■ DESCRIPTION OF THE TASK
Write out the stretch of lines below that begins at the line with "error type for sfcrime operations." and ends at the line with "Which label set", including both, exactly as given and nothing more.

■ Saved entries
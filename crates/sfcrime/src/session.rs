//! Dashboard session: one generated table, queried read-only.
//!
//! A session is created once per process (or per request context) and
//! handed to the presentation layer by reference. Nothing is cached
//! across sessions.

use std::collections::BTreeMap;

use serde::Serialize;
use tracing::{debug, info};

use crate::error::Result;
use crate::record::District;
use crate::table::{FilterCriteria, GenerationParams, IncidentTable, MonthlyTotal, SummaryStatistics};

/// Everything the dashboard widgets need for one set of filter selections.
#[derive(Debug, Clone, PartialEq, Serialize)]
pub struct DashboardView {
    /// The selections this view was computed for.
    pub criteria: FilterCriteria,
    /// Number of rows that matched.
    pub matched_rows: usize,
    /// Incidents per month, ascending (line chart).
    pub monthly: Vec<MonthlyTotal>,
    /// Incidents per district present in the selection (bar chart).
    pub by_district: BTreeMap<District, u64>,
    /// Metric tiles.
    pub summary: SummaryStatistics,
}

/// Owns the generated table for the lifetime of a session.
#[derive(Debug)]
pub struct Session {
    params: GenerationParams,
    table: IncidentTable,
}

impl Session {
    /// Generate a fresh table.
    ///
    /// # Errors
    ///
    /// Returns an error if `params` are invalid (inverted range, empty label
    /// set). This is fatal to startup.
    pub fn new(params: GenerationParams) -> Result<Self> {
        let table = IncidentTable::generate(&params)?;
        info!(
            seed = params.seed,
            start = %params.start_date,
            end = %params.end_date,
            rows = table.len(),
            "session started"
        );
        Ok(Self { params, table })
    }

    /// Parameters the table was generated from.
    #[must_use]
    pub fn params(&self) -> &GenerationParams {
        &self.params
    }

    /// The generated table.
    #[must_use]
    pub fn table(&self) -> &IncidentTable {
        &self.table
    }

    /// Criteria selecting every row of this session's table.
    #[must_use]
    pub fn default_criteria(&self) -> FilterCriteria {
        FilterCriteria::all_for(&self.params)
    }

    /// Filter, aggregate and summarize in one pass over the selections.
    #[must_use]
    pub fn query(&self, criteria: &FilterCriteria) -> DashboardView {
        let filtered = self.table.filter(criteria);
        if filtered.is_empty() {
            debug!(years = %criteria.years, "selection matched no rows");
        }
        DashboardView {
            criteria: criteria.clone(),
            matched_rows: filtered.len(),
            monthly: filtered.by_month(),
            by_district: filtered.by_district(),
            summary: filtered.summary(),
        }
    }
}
--
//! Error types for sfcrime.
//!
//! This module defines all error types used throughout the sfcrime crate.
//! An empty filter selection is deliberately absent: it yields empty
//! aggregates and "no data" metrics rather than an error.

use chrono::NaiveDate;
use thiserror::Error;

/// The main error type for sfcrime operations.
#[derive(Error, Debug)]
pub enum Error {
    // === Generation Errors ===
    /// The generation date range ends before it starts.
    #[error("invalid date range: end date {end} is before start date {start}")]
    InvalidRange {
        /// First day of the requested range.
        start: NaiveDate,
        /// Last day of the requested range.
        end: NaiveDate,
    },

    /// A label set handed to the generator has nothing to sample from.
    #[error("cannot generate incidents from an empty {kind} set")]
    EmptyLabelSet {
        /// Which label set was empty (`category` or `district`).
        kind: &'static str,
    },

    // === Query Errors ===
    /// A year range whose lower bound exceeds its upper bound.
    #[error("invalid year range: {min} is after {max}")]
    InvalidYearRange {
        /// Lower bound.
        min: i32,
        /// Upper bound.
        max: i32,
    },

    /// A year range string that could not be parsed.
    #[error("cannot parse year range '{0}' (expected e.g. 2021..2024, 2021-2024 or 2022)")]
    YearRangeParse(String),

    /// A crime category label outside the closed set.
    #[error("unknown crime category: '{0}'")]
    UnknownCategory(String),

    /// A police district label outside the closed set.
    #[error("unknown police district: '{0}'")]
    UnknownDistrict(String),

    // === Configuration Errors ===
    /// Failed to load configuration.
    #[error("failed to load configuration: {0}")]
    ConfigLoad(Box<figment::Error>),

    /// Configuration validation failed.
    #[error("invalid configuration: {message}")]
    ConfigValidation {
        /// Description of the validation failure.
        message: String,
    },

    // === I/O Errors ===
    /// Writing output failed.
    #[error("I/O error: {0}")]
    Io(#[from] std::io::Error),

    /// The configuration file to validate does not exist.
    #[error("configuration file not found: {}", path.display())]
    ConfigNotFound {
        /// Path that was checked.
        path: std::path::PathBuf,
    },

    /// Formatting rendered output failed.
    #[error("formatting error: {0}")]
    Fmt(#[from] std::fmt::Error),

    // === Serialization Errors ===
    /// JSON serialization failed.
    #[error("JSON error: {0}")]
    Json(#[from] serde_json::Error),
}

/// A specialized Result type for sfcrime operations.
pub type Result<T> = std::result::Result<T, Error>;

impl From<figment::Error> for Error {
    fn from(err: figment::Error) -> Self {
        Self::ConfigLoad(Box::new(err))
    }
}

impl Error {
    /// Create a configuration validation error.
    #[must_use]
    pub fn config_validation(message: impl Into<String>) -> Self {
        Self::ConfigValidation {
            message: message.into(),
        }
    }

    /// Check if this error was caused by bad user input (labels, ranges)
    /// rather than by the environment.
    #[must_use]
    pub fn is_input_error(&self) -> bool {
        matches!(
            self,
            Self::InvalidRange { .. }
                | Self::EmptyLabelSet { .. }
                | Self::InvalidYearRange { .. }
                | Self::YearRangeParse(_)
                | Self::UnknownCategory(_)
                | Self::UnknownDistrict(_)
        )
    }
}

■ OUTPUT
/// The main error type for sfcrime operations.
#[derive(Error, Debug)]
pub enum Error {
    // === Generation Errors ===
    /// The generation date range ends before it starts.
    #[error("invalid date range: end date {end} is before start date {start}")]
    InvalidRange {
        /// First day of the requested range.
        start: NaiveDate,
        /// Last day of the requested range.
        end: NaiveDate,
    },

    /// A label set handed to the generator has nothing to sample from.
    #[error("cannot generate incidents from an empty {kind} set")]
    EmptyLabelSet {
        /// Which label set was empty (`category` or `district`).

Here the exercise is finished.